The answer must consist only of the lines from the line with "in arrival order." to the line with "value (16 MiB)", both included, exactly as they stand below.
+++ INFORMATION GIVEN
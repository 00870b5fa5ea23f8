//! JSON-RPC client over one-shot HTTP, streaming HTTP, WebSocket and raw TCP

use std::future::Future;
use std::sync::Arc;

use futures::StreamExt;
use http::HeaderMap;
use http::header::{CONTENT_TYPE, HeaderName, HeaderValue};
use rpcmux_json_rpc::{
    AUTH_METHOD, AuthType, BoxError, CallContext, Connection, ConnectionBuilder, ErrorObject,
    JsonRpcRequest, MessageSink, MethodRegistry, RequestId, RpcError,
};
use serde_json::Value;
use tokio::net::TcpStream;
use tokio_tungstenite::tungstenite::client::IntoClientRequest;
use tracing::{debug, info, warn};
use uuid::Uuid;

use crate::auth::ClientAuth;
use crate::config::ClientConfig;
use crate::error::{ClientError, ClientResult};
use crate::streaming::HttpStream;
use crate::transport::{TransportType, attach_socket, attach_websocket};

/// Id of the single request an HTTP exchange carries
const HTTP_REQUEST_ID: i64 = 1;

/// JSON-RPC client.
///
/// HTTP calls are independent requests. [`connect_websocket`] and
/// [`connect_socket`] open a persistent [`Connection`] on which both sides
/// may call each other; methods registered with [`expose`] answer the
/// server's calls.
///
/// [`connect_websocket`]: Client::connect_websocket
/// [`connect_socket`]: Client::connect_socket
/// [`expose`]: Client::expose
#[derive(Clone)]
pub struct Client {
    config: ClientConfig,
    auth: ClientAuth,
    registry: MethodRegistry,
    http: reqwest::Client,
}

impl std::fmt::Debug for Client {
    fn fmt(&self, f: &mut std::fmt::Formatter<'_>) -> std::fmt::Result {
        f.debug_struct("Client")
            .field("config", &self.config)
            .field("auth", &self.auth)
            .field("methods", &self.registry.methods())
            .finish()
    }
}

impl Client {
    pub fn new(host: impl Into<String>, port: u16) -> ClientResult<Self> {
        Self::with_config(ClientConfig::new(host, port))
    }

    pub fn with_config(config: ClientConfig) -> ClientResult<Self> {
        let http = reqwest::Client::builder()
            .timeout(config.request_timeout)
            .user_agent(concat!("rpcmux-client/", env!("CARGO_PKG_VERSION")))
            .build()?;

        Ok(Self {
            config,
            auth: ClientAuth::new(),
            registry: MethodRegistry::new(),
            http,
        })
    }

    pub fn config(&self) -> &ClientConfig {
        &self.config
    }

    pub fn auth(&self) -> &ClientAuth {
        &self.auth
    }

    /// Send `Authorization: Basic ..` from now on
    pub fn basic_auth(&mut self, username: impl Into<String>, password: impl Into<String>) {
        self.auth.basic(username, password);
    }

    /// Send `Cookie: <value>` from now on
    pub fn cookie_auth(&mut self, value: impl Into<String>) {
        self.auth.cookie(value);
    }

    /// Send `Authorization: Bearer <token>` from now on
    pub fn jwt_auth(&mut self, token: impl Into<String>) {
        self.auth.jwt(token);
    }

    pub fn set_auth_type(&mut self, auth_type: AuthType) {
        self.auth.set_auth_type(auth_type);
    }

    pub fn auth_type(&self) -> AuthType {
        self.auth.auth_type()
    }

    /// Answer calls the server makes over a persistent connection
    pub fn expose<F, Fut, E>(&mut self, name: impl Into<String>, handler: F) -> &mut Self
    where
        F: Fn(Vec<Value>, CallContext) -> Fut + Send + Sync + 'static,
        Fut: Future<Output = Result<Value, E>> + Send + 'static,
        E: Into<BoxError> + 'static,
    {
        self.registry.expose(name, handler);
        self
    }

    fn request_headers(&self) -> ClientResult<HeaderMap> {
        let mut headers = HeaderMap::new();
        for (name, value) in &self.config.headers {
            let invalid = |reason: String| ClientError::InvalidHeader {
                name: name.clone(),
                reason,
            };
            let name = HeaderName::from_bytes(name.as_bytes()).map_err(|e| invalid(e.to_string()))?;
            let value = HeaderValue::from_str(value).map_err(|e| invalid(e.to_string()))?;
            headers.insert(name, value);
        }
        self.auth.apply(&mut headers)?;
        Ok(headers)
    }

    async fn post(&self, method: &str, params: Value) -> ClientResult<reqwest::Response> {
        let request = JsonRpcRequest::new(RequestId::Number(HTTP_REQUEST_ID), method, params);
        let body = serde_json::to_vec(&request)?;
        let mut headers = self.request_headers()?;
        headers.insert(CONTENT_TYPE, HeaderValue::from_static("application/json"));

        debug!(method = %method, "--> HTTP call");
        let response = self
            .http
            .post(self.config.http_url()?)
            .headers(headers)
            .body(body)
            .send()
            .await?;

        let status = response.status();
        if status != reqwest::StatusCode::OK {
            let body = response.text().await.unwrap_or_default();
            warn!(status = status.as_u16(), "HTTP call failed");
            return Err(ClientError::Status {
                status: status.as_u16(),
                body,
            });
        }
        Ok(response)
    }

    /// One request, one reply. Scalar params are sent as a one-element array.
    pub async fn call(&self, method: &str, params: Value) -> ClientResult<Value> {
        let response = self.post(method, params).await?;
        let bytes = response.bytes().await?;
        let mut decoded: Value = serde_json::from_slice(&bytes)?;

        // Gate and protocol errors come back with a null id
        if let Some(error) = decoded.get("error").filter(|error| !error.is_null()) {
            return Err(RpcError::from_object(ErrorObject::from_value(error)).into());
        }
        decoded
            .get_mut("result")
            .map(Value::take)
            .ok_or(ClientError::MissingReply)
    }

    /// Post one request and keep reading the response body as events.
    pub async fn stream(&self, method: &str, params: Value) -> ClientResult<HttpStream> {
        let response = self.post(method, params).await?;
        let body = response
            .bytes_stream()
            .map(|chunk| chunk.map_err(ClientError::from));
        Ok(HttpStream::new(RequestId::Number(HTTP_REQUEST_ID), body))
    }

    fn connection_builder(
        &self,
        transport: TransportType,
    ) -> impl FnOnce(Arc<dyn MessageSink>) -> ConnectionBuilder {
        let endpoint = Arc::new(self.registry.clone());
        let policy = self.config.call_policy;
        let label = format!("{}-{}", transport, Uuid::now_v7());
        move |sink| {
            Connection::builder(sink)
                .endpoint(endpoint)
                .policy(policy)
                .label(label)
        }
    }

    /// Open a WebSocket. Auth headers go with the handshake.
    pub async fn connect_websocket(&self) -> ClientResult<Connection> {
        let url = self.config.websocket_url()?;
        let mut request = url.as_str().into_client_request()?;
        request.headers_mut().extend(self.request_headers()?);

        let (ws, response) = tokio_tungstenite::connect_async(request).await?;
        info!(url = %url, status = response.status().as_u16(), "WebSocket connected");

        Ok(attach_websocket(ws, self.connection_builder(TransportType::WebSocket)))
    }

    /// Open a raw TCP connection. When the active auth type has credentials
    /// the first call is the in-band `auth` handshake, and a rejected
    /// handshake fails the connect.
    pub async fn connect_socket(&self) -> ClientResult<Connection> {
        let stream = TcpStream::connect((self.config.host.as_str(), self.config.port)).await?;
        stream.set_nodelay(true)?;
        let conn = attach_socket(stream, self.connection_builder(TransportType::Socket));
        info!(host = %self.config.host, port = self.config.port, "Socket connected");

        if let Some(params) = self.auth.handshake_params() {
            if let Err(err) = conn.call(AUTH_METHOD, params).await {
                warn!(error = %err, "Socket authentication failed");
                conn.close();
                return Err(err.into());
            }
            debug!("Socket authenticated");
        }

        Ok(conn)
    }
}
//! Incremental framing of a byte stream into top-level JSON values.
//!
//! Peers write JSON values back to back with no length prefix, so a single
//! read can hold half a message, several messages, or the tail of one
//! message followed by more. The framer buffers bytes until a complete
//! top-level value is available and emits values in arrival order.
//!
//! Value boundaries come from a byte scanner that follows nesting depth and
//! string state, resuming where the previous chunk stopped. Only the span of
//! a closed top-level value is handed to serde_json. A span that fails to
//! parse is dropped whole, logged and counted, and framing resumes right
//! after it. Top-level values are objects or arrays; stray bytes between
//! values are discarded.

use bytes::{Buf, BytesMut};
use serde_json::Value;
use tokio_util::codec::{Decoder, Encoder};
use tracing::{debug, trace, warn};

/// Default cap on bytes buffered for one incomplete value (16 MiB)
pub const DEFAULT_MAX_BUFFERED: usize = 16 * 1024 * 1024;

/// Scanner position inside the value at the front of the buffer
#[derive(Debug, Clone, Copy, Default)]
struct ScanState {
    /// Bytes of the current value already scanned
    offset: usize,
    depth: usize,
    in_string: bool,
    escaped: bool,
}

impl ScanState {
    /// Continue scanning `buf`, whose first byte opens the value. Returns the
    /// value's length once its outermost bracket closes.
    fn advance(&mut self, buf: &[u8]) -> Option<usize> {
        while let Some(&byte) = buf.get(self.offset) {
            self.offset += 1;
            if self.in_string {
                match byte {
                    _ if self.escaped => self.escaped = false,
                    b'\\' => self.escaped = true,
                    b'"' => self.in_string = false,
                    _ => {}
                }
                continue;
            }
            match byte {
                b'"' => self.in_string = true,
                b'{' | b'[' => self.depth += 1,
                b'}' | b']' => {
                    self.depth = self.depth.saturating_sub(1);
                    if self.depth == 0 {
                        return Some(self.offset);
                    }
                }
                _ => {}
            }
        }
        None
    }
}

/// Frame decoder usable with `FramedRead`/`FramedWrite`.
///
/// tokio-util owns the buffer; the codec keeps only the scan position of the
/// value being received. Use [`Framer`] when feeding chunks by hand.
#[derive(Debug, Clone)]
pub struct JsonCodec {
    max_buffered: usize,
    dropped: u64,
    scan: ScanState,
    /// Set while the rest of an oversized value is skipped unbuffered
    discarding: bool,
}

impl JsonCodec {
    pub fn new() -> Self {
        Self::with_max_buffered(DEFAULT_MAX_BUFFERED)
    }

    pub fn with_max_buffered(max_buffered: usize) -> Self {
        Self {
            max_buffered,
            dropped: 0,
            scan: ScanState::default(),
            discarding: false,
        }
    }

    /// Number of malformed or oversized frames discarded so far
    pub fn dropped_frames(&self) -> u64 {
        self.dropped
    }

    /// Pop the next complete value off the front of `src`, if there is one.
    pub fn decode_value(&mut self, src: &mut BytesMut) -> Option<Value> {
        loop {
            if self.scan.offset == 0 && !self.discarding && !self.skip_to_value_start(src) {
                return None;
            }

            let Some(end) = self.scan.advance(src) else {
                if self.discarding {
                    src.clear();
                    self.scan.offset = 0;
                } else if src.len() > self.max_buffered {
                    warn!(
                        buffered = src.len(),
                        limit = self.max_buffered,
                        "Dropping oversized partial JSON frame"
                    );
                    self.dropped += 1;
                    self.discarding = true;
                    src.clear();
                    self.scan.offset = 0;
                }
                return None;
            };

            self.scan = ScanState::default();
            if self.discarding {
                trace!(bytes = end, "Skipped the tail of an oversized frame");
                self.discarding = false;
                src.advance(end);
                continue;
            }

            let frame = src.split_to(end);
            match serde_json::from_slice::<Value>(&frame) {
                Ok(value) => {
                    trace!(bytes = end, "Decoded JSON frame");
                    return Some(value);
                }
                Err(err) => {
                    warn!(error = %err, dropped_bytes = end, "Dropping malformed JSON frame");
                    self.dropped += 1;
                }
            }
        }
    }

    /// Drop whitespace and stray bytes in front of the next value. Returns
    /// whether `src` now starts with `{` or `[`.
    fn skip_to_value_start(&mut self, src: &mut BytesMut) -> bool {
        let whitespace = src.iter().take_while(|b| b.is_ascii_whitespace()).count();
        src.advance(whitespace);

        match src.iter().position(|b| *b == b'{' || *b == b'[') {
            Some(0) => true,
            Some(stray) => {
                warn!(dropped_bytes = stray, "Dropping bytes outside a JSON value");
                self.dropped += 1;
                src.advance(stray);
                true
            }
            None => {
                if !src.is_empty() {
                    warn!(dropped_bytes = src.len(), "Dropping bytes outside a JSON value");
                    self.discard(src);
                }
                false
            }
        }
    }

    fn discard(&mut self, src: &mut BytesMut) {
        self.dropped += 1;
        self.reset_scan();
        src.clear();
    }

    fn reset_scan(&mut self) {
        self.scan = ScanState::default();
        self.discarding = false;
    }
}

impl Default for JsonCodec {
    fn default() -> Self {
        Self::new()
    }
}

impl Decoder for JsonCodec {
    type Item = Value;
    type Error = std::io::Error;

    fn decode(&mut self, src: &mut BytesMut) -> Result<Option<Value>, Self::Error> {
        Ok(self.decode_value(src))
    }

    fn decode_eof(&mut self, src: &mut BytesMut) -> Result<Option<Value>, Self::Error> {
        if let Some(value) = self.decode_value(src) {
            return Ok(Some(value));
        }
        if !src.is_empty() {
            debug!(bytes = src.len(), "Stream ended inside a JSON frame");
            self.discard(src);
        }
        Ok(None)
    }
}

/// Serialized messages are written as-is followed by a newline. The newline
/// is insignificant to the framer and keeps raw sessions readable in a
/// terminal.
impl Encoder<String> for JsonCodec {
    type Error = std::io::Error;

    fn encode(&mut self, item: String, dst: &mut BytesMut) -> Result<(), Self::Error> {
        dst.reserve(item.len() + 1);
        dst.extend_from_slice(item.as_bytes());
        dst.extend_from_slice(b"\n");
        Ok(())
    }
}

/// Push-style framer owning its own buffer, one per connection.
#[derive(Debug, Default)]
pub struct Framer {
    buffer: BytesMut,
    codec: JsonCodec,
}

impl Framer {
    pub fn new() -> Self {
        Self::default()
    }

    pub fn with_max_buffered(max_buffered: usize) -> Self {
        Self {
            buffer: BytesMut::new(),
            codec: JsonCodec::with_max_buffered(max_buffered),
        }
    }

    /// Feed a chunk and invoke `on_value` once per completed value, in order.
    pub fn feed<F>(&mut self, chunk: &[u8], mut on_value: F)
    where
        F: FnMut(Value),
    {
        self.buffer.extend_from_slice(chunk);
        while let Some(value) = self.codec.decode_value(&mut self.buffer) {
            on_value(value);
        }
    }

    /// Feed a chunk and collect the completed values.
    pub fn push(&mut self, chunk: &[u8]) -> Vec<Value> {
        let mut values = Vec::new();
        self.feed(chunk, |value| values.push(value));
        values
    }

    /// Bytes held for a value that has not completed yet
    pub fn buffered(&self) -> usize {
        self.buffer.len()
    }

    pub fn dropped_frames(&self) -> u64 {
        self.codec.dropped_frames()
    }

    /// Discard any partial value, e.g. on connection teardown.
    pub fn reset(&mut self) {
        if !self.buffer.is_empty() {
            debug!(bytes = self.buffer.len(), "Discarding partial frame on reset");
        }
        self.buffer.clear();
        self.codec.reset_scan();
    }
}

#[cfg(test)]
mod tests {
    use super::*;
    use crate::request::JsonRpcRequest;
    use crate::types::RequestId;
    use serde_json::json;

    fn sample() -> String {
        serde_json::to_string(&JsonRpcRequest::new(
            RequestId::Number(42),
            "echo",
            json!(["hello", {"nested": [1, 2, {"deep": "}"}]}]),
        ))
        .unwrap()
    }

    #[test]
    fn test_single_value() {
        let mut framer = Framer::new();
        let values = framer.push(sample().as_bytes());
        assert_eq!(values.len(), 1);
        assert_eq!(values[0]["method"], "echo");
        assert_eq!(values[0]["id"], 42);
        assert_eq!(framer.buffered(), 0);
    }

    #[test]
    fn test_split_at_every_offset() {
        let encoded = sample();
        let whole = Framer::new().push(encoded.as_bytes());

        for split in 0..=encoded.len() {
            let (head, tail) = encoded.as_bytes().split_at(split);
            let mut framer = Framer::new();
            let mut values = framer.push(head);
            values.extend(framer.push(tail));
            assert_eq!(values, whole, "split at {}", split);
        }
    }

    #[test]
    fn test_concatenated_values_with_previous_tail() {
        let encoded = sample();
        let (head, tail) = encoded.split_at(10);

        let mut framer = Framer::new();
        assert!(framer.push(head.as_bytes()).is_empty());

        let chunk = format!("{}{}\n{}", tail, encoded, encoded);
        let values = framer.push(chunk.as_bytes());
        assert_eq!(values.len(), 3);
        assert!(values.iter().all(|v| v["id"] == 42));
    }

    #[test]
    fn test_empty_chunk() {
        let mut framer = Framer::new();
        assert!(framer.push(b"").is_empty());
        assert!(framer.push(b"  \r\n ").is_empty());
        assert_eq!(framer.buffered(), 0);
    }

    #[test]
    fn test_malformed_value_does_not_desync() {
        let mut framer = Framer::new();
        let chunk = format!("{{\"method\": nope}}{}", sample());
        let values = framer.push(chunk.as_bytes());
        assert_eq!(values.len(), 1);
        assert_eq!(values[0]["id"], 42);
        assert_eq!(framer.dropped_frames(), 1);
    }

    #[test]
    fn test_leading_garbage_is_skipped() {
        let mut framer = Framer::new();
        let values = framer.push(b"xyz{\"id\":1,\"result\":true}");
        assert_eq!(values, vec![json!({"id": 1, "result": true})]);
        assert_eq!(framer.dropped_frames(), 1);
    }

    #[test]
    fn test_malformed_value_on_later_line() {
        let mut framer = Framer::new();
        let values = framer.push(b"{\"id\":1,\"result\":1}\n{\"id\":,}\n{\"id\":2,\"result\":2}");
        assert_eq!(values.len(), 2);
        assert_eq!(values[1]["id"], 2);
    }

    #[test]
    fn test_oversized_partial_is_dropped() {
        let mut framer = Framer::with_max_buffered(16);
        assert!(framer.push(b"{\"padding\": \"aaaaaaaaaaaaaaaaaaaa").is_empty());
        assert_eq!(framer.buffered(), 0);
        assert_eq!(framer.dropped_frames(), 1);

        // The tail of the dropped value is skipped, braces in it included
        assert!(framer.push(b"aaa{aaa").is_empty());
        assert_eq!(framer.buffered(), 0);

        let values = framer.push(b"aaa\"}{\"id\":1}");
        assert_eq!(values, vec![json!({"id": 1})]);
        assert_eq!(framer.dropped_frames(), 1);
    }

    #[test]
    fn test_brace_in_string_of_malformed_value() {
        let mut framer = Framer::new();
        let values = framer.push(b"{\"a\": nope, \"s\": \"{\"}{\"id\":2,\"result\":2}");
        assert_eq!(values, vec![json!({"id": 2, "result": 2})]);
        assert_eq!(framer.dropped_frames(), 1);
    }

    #[test]
    fn test_nested_object_of_malformed_value_is_not_emitted() {
        let mut framer = Framer::new();
        let values =
            framer.push(b"{\"a\": nope, \"inner\": {\"id\":1,\"result\":\"forged\"}}");
        assert!(values.is_empty());
        assert_eq!(framer.dropped_frames(), 1);
        assert_eq!(framer.buffered(), 0);
    }

    #[test]
    fn test_escaped_quotes_and_brackets_in_strings() {
        let mut framer = Framer::new();
        let values = framer.push(br#"{"s":"a\"}]\\"}[1,"]"]"#);
        assert_eq!(values, vec![json!({"s": "a\"}]\\"}), json!([1, "]"])]);
        assert_eq!(framer.dropped_frames(), 0);
    }

    #[test]
    fn test_large_value_in_small_chunks() {
        let payload = "x".repeat(1 << 20);
        let encoded = json!({"id": 1, "result": payload}).to_string();

        let mut framer = Framer::new();
        let mut values = Vec::new();
        for chunk in encoded.as_bytes().chunks(4096) {
            values.extend(framer.push(chunk));
            if values.is_empty() {
                // Each chunk is scanned once, never the whole buffer again
                assert_eq!(framer.codec.scan.offset, framer.buffered());
            }
        }
        assert_eq!(values.len(), 1);
        assert_eq!(values[0]["result"].as_str().map(str::len), Some(1 << 20));
        assert_eq!(framer.buffered(), 0);
    }

    #[test]
    fn test_reset_discards_partial() {
        let mut framer = Framer::new();
        framer.push(b"{\"id\":");
        assert!(framer.buffered() > 0);
        framer.reset();
        assert_eq!(framer.buffered(), 0);
        assert_eq!(framer.push(b"{\"id\":3}").len(), 1);
    }

    #[test]
    fn test_codec_decode_eof_drops_partial() {
        let mut codec = JsonCodec::new();
        let mut buf = BytesMut::from(&b"{\"id\":1}{\"id\""[..]);
        assert_eq!(codec.decode(&mut buf).unwrap(), Some(json!({"id": 1})));
        assert_eq!(codec.decode(&mut buf).unwrap(), None);
        assert_eq!(codec.decode_eof(&mut buf).unwrap(), None);
        assert!(buf.is_empty());
        assert_eq!(codec.dropped_frames(), 1);
    }

    #[test]
    fn test_codec_encodes_newline_delimited() {
        let mut codec = JsonCodec::new();
        let mut buf = BytesMut::new();
        codec.encode("{\"id\":1}".to_string(), &mut buf).unwrap();
        assert_eq!(&buf[..], b"{\"id\":1}\n");
    }
}
impl Connection {
    /// Connection with no endpoint and the default call policy
    pub fn new(sink: Arc<dyn MessageSink>) -> Self {
        Self::builder(sink).build()
    }

    pub fn builder(sink: Arc<dyn MessageSink>) -> ConnectionBuilder {
        ConnectionBuilder {
            sink,
            endpoint: None,
            policy: CallPolicy::default(),
            label: String::new(),
        }
    }

    pub fn label(&self) -> &str {
        &self.inner.label
    }

    /// Call `method` on the peer and wait for its response.
    ///
    /// Non-array `params` are sent as a single-element array. The call fails
    /// with the peer's error, with [`ConnectionError::Timeout`] once the
    /// policy deadline passes, or with [`ConnectionError::Closed`] if the
    /// connection goes away first.
    pub async fn call(&self, method: &str, params: Value) -> Result<Value, CallError> {
        if method.is_empty() {
            return Err(RpcError::InvalidRequest("Method name must not be empty".into()).into());
        }

        let id = RequestId::Number(self.inner.next_id.fetch_add(1, Ordering::SeqCst) + 1);
        let frame = serde_json::to_string(&JsonRpcRequest::new(id.clone(), method, params))
            .map_err(ConnectionError::from)?;

        let (tx, rx) = oneshot::channel();
        {
            let mut pending = self.inner.pending.lock();
            if self.is_closed() {
                return Err(ConnectionError::Closed.into());
            }
            pending.insert(id.clone(), tx);
        }

        trace!(connection_id = %self.inner.label, %id, method = %method, "Sending call");
        if let Err(err) = self.inner.sink.write(frame) {
            self.inner.pending.lock().remove(&id);
            return Err(err.into());
        }

        let received = match self.inner.policy.timeout {
            Some(after) => match tokio::time::timeout(after, rx).await {
                Ok(received) => received,
                Err(_) => {
                    self.inner.pending.lock().remove(&id);
                    warn!(connection_id = %self.inner.label, %id, method = %method, "Call timed out");
                    return Err(ConnectionError::Timeout {
                        method: method.to_string(),
                        id,
                        after,
                    }
                    .into());
                }
            },
            None => rx.await,
        };

        received.unwrap_or_else(|_| Err(ConnectionError::Closed.into()))
    }

    /// Send a notification. Nothing is recorded and no reply is expected.
    pub fn notify(&self, method: &str, params: Value) -> Result<(), CallError> {
        if method.is_empty() {
            return Err(RpcError::InvalidRequest("Method name must not be empty".into()).into());
        }
        let frame = serde_json::to_string(&JsonRpcNotification::new(method, params))
            .map_err(ConnectionError::from)?;
        self.write(frame)?;
        Ok(())
    }

    /// Single entry point for decoded inbound values.
    pub fn handle_message(&self, value: Value) {
        self.handle_classified(classify(value));
    }

    /// Route an already classified message: responses settle pending calls,
    /// requests run on their own task so a handler can call back to the peer.
    pub fn handle_classified(&self, message: Message) {
        match message {
            Message::Response(response) => self.resolve(response),
            Message::Call(call) => {
                let conn = self.clone();
                tokio::spawn(async move { conn.answer(call).await });
            }
            Message::InvalidRequest(value) => {
                self.inner.malformed_messages.fetch_add(1, Ordering::Relaxed);
                warn!(connection_id = %self.inner.label, message = %value, "Request id is not usable");
                let err = RpcError::InvalidRequest("Invalid request id".into());
                let reply = Reply::Error(JsonRpcErrorResponse::new(None, &err));
                if let Err(err) = self.send_reply(&reply) {
                    debug!(connection_id = %self.inner.label, error = %err, "Failed to write reply");
                }
            }
            Message::Malformed(value) => {
                self.inner.malformed_messages.fetch_add(1, Ordering::Relaxed);
                warn!(connection_id = %self.inner.label, message = %value, "Dropping malformed message");
            }
        }
    }

    fn resolve(&self, response: ResponseMessage) {
        let completion = self.inner.pending.lock().remove(&response.id);
        match completion {
            Some(tx) => {
                trace!(connection_id = %self.inner.label, id = %response.id, "Resolving call");
                let _ = tx.send(response.outcome.map_err(CallError::Rpc));
            }
            None => {
                self.inner.unknown_responses.fetch_add(1, Ordering::Relaxed);
                warn!(connection_id = %self.inner.label, id = %response.id, "Response for unknown call id");
            }
        }
    }

    async fn answer(&self, call: IncomingCall) {
        let Some(reply) = self.dispatch_call(call).await else {
            return;
        };
        if let Err(err) = self.send_reply(&reply) {
            debug!(connection_id = %self.inner.label, error = %err, "Failed to write reply");
        }
    }

    /// Run the endpoint for one inbound call and build the reply, or `None`
    /// for a notification.
    pub async fn dispatch_call(&self, call: IncomingCall) -> Option<Reply> {
        let id = call.id.clone();
        let method = call.method.clone();

        let outcome = match &self.inner.endpoint {
            Some(endpoint) => endpoint.handle_call(call, self.clone()).await,
            None => Err(RpcError::MethodNotFound(method.clone())),
        };

        match id {
            Some(id) => Some(Reply::from_outcome(id, outcome)),
            None => {
                if let Err(err) = outcome {
                    debug!(connection_id = %self.inner.label, method = %method, error = %err, "Notification handler failed");
                }
                None
            }
        }
    }

    pub fn send_reply(&self, reply: &Reply) -> Result<(), ConnectionError> {
        let frame = serde_json::to_string(reply)?;
        self.write(frame)
    }

    /// Write one serialized message through the transport.
    pub fn write(&self, frame: String) -> Result<(), ConnectionError> {
        if self.is_closed() {
            return Err(ConnectionError::Closed);
        }
        self.inner.sink.write(frame)
    }

    /// Keep an HTTP response open after the reply so later writes on this
    /// connection are appended to the response body.
    pub fn stream(&self) -> Result<(), ConnectionError> {
        self.inner.sink.start_stream()?;
        self.inner.streaming.store(true, Ordering::SeqCst);
        Ok(())
    }

    pub fn is_streaming(&self) -> bool {
        self.inner.streaming.load(Ordering::SeqCst)
    }

    /// Tear the connection down: every pending call fails with
    /// [`ConnectionError::Closed`] and the sink is released. Idempotent.
    pub fn close(&self) {
        let drained: Vec<Completion> = {
            let mut pending = self.inner.pending.lock();
            if self.inner.closed.swap(true, Ordering::SeqCst) {
                return;
            }
            pending.drain().map(|(_, tx)| tx).collect()
        };

        if !drained.is_empty() {
            debug!(connection_id = %self.inner.label, rejected = drained.len(), "Rejecting pending calls on close");
        }
        for tx in drained {
            let _ = tx.send(Err(ConnectionError::Closed.into()));
        }
        self.inner.sink.close();
    }

    pub fn is_closed(&self) -> bool {
        self.inner.closed.load(Ordering::SeqCst)
    }

    pub fn pending_calls(&self) -> usize {
        self.inner.pending.lock().len()
    }

    pub fn stats(&self) -> ConnectionStats {
        ConnectionStats {
            pending_calls: self.pending_calls(),
            unknown_responses: self.inner.unknown_responses.load(Ordering::Relaxed),
            malformed_messages: self.inner.malformed_messages.load(Ordering::Relaxed),
        }
    }
}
++++++
SOLUTION FOR THIS EXERCISE:
//! top-level value is available and emits values in arrival order.
//!
//! Value boundaries come from a byte scanner that follows nesting depth and
//! string state, resuming where the previous chunk stopped. Only the span of
//! a closed top-level value is handed to serde_json. A span that fails to
//! parse is dropped whole, logged and counted, and framing resumes right
//! after it. Top-level values are objects or arrays; stray bytes between
//! values are discarded.

use bytes::{Buf, BytesMut};
use serde_json::Value;
use tokio_util::codec::{Decoder, Encoder};
use tracing::{debug, trace, warn};

/// Default cap on bytes buffered for one incomplete value (16 MiB)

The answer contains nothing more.